* TASK INSTRUCTIONS
Copy the result of filtering the entries below for lines that include the string "SheetProperties".

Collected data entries
-------

//! Google Sheets v4 store client.
//!
//! Implements [`SheetApi`] over the REST surface the bot needs:
//! spreadsheet metadata for partition listing, `values` get/update for
//! ranged reads and writes, and a `batchUpdate` DeleteDimension request
//! for structural row deletes.
//!
//! Rate limiting (429) and temporary unavailability (5xx) are classified
//! transient so the store client's backoff applies; other non-success
//! statuses are permanent. The bearer token comes from configuration;
//! provisioning it is a deployment concern.

use async_trait::async_trait;
use serde::Deserialize;
use serde_json::json;

use crate::error::{Error, Result};
use crate::store::{Partition, SheetApi};

const BASE_URL: &str = "https://sheets.googleapis.com/v4/spreadsheets";

pub struct SheetsClient {
    http: reqwest::Client,
    spreadsheet_id: String,
    token: String,
}

impl SheetsClient {
    pub fn new(spreadsheet_id: impl Into<String>, token: impl Into<String>) -> Self {
        Self {
            http: reqwest::Client::new(),
            spreadsheet_id: spreadsheet_id.into(),
            token: token.into(),
        }
    }

    /// A1 range qualified with the partition title, percent-encoded for
    /// the URL path ("спринт 32 (04.08-10.08)!A2:C").
    fn encoded_range(partition_title: &str, range: &str) -> String {
        urlencoding::encode(&format!("{partition_title}!{range}")).into_owned()
    }

    async fn check(resp: reqwest::Response) -> Result<reqwest::Response> {
        let status = resp.status();
        if status.is_success() {
            return Ok(resp);
        }
        let message = format!(
            "sheets API status {}: {}",
            status.as_u16(),
            resp.text().await.unwrap_or_default()
        );
        if status.as_u16() == 429 || status.is_server_error() {
            Err(Error::StoreTransient(message))
        } else {
            Err(Error::StorePermanent(message))
        }
    }
}

#[derive(Deserialize)]
struct SpreadsheetMeta {
    #[serde(default)]
    sheets: Vec<SheetMeta>,
}

#[derive(Deserialize)]
struct SheetMeta {
    properties: SheetProperties,
}

#[derive(Deserialize)]
struct SheetProperties {
    #[serde(rename = "sheetId")]
    sheet_id: i64,
    title: String,
}

#[derive(Deserialize)]
struct ValueRange {
    #[serde(default)]
    values: Vec<Vec<String>>,
}

#[async_trait]
impl SheetApi for SheetsClient {
    async fn list_partitions(&self) -> Result<Vec<Partition>> {
        let url = format!(
            "{BASE_URL}/{}?fields=sheets.properties",
            self.spreadsheet_id
        );
        let resp = self
            .http
            .get(&url)
            .bearer_auth(&self.token)
            .send()
            .await?;
        let meta: SpreadsheetMeta = Self::check(resp).await?.json().await?;
        Ok(meta
            .sheets
            .into_iter()
            .map(|sheet| Partition {
                id: sheet.properties.sheet_id,
                title: sheet.properties.title,
            })
            .collect())
    }

    async fn read_range(&self, partition_title: &str, range: &str) -> Result<Vec<Vec<String>>> {
        let url = format!(
            "{BASE_URL}/{}/values/{}",
            self.spreadsheet_id,
            Self::encoded_range(partition_title, range)
        );
        let resp = self
            .http
            .get(&url)
            .bearer_auth(&self.token)
            .send()
            .await?;
        let values: ValueRange = Self::check(resp).await?.json().await?;
        Ok(values.values)
    }

    async fn write_range(
        &self,
        partition_title: &str,
        range: &str,
        rows: Vec<Vec<String>>,
    ) -> Result<()> {
        let url = format!(
            "{BASE_URL}/{}/values/{}?valueInputOption=USER_ENTERED",
            self.spreadsheet_id,
            Self::encoded_range(partition_title, range)
        );
        let resp = self
            .http
            .put(&url)
            .bearer_auth(&self.token)
            .json(&json!({ "values": rows }))
            .send()
            .await?;
        Self::check(resp).await?;
        Ok(())
    }

    async fn delete_row(&self, partition_id: i64, row: u32) -> Result<()> {
        let url = format!("{BASE_URL}/{}:batchUpdate", self.spreadsheet_id);
        // DeleteDimension uses 0-based half-open row indices.
        let body = json!({
            "requests": [{
                "deleteDimension": {
                    "range": {
                        "sheetId": partition_id,
                        "dimension": "ROWS",
                        "startIndex": row - 1,
                        "endIndex": row,
                    }
                }
            }]
        });
        let resp = self
            .http
            .post(&url)
            .bearer_auth(&self.token)
            .json(&body)
            .send()
            .await?;
        Self::check(resp).await?;
        Ok(())
    }
}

-------

* SOLVED PROBLEM
    properties: SheetProperties,
struct SheetProperties {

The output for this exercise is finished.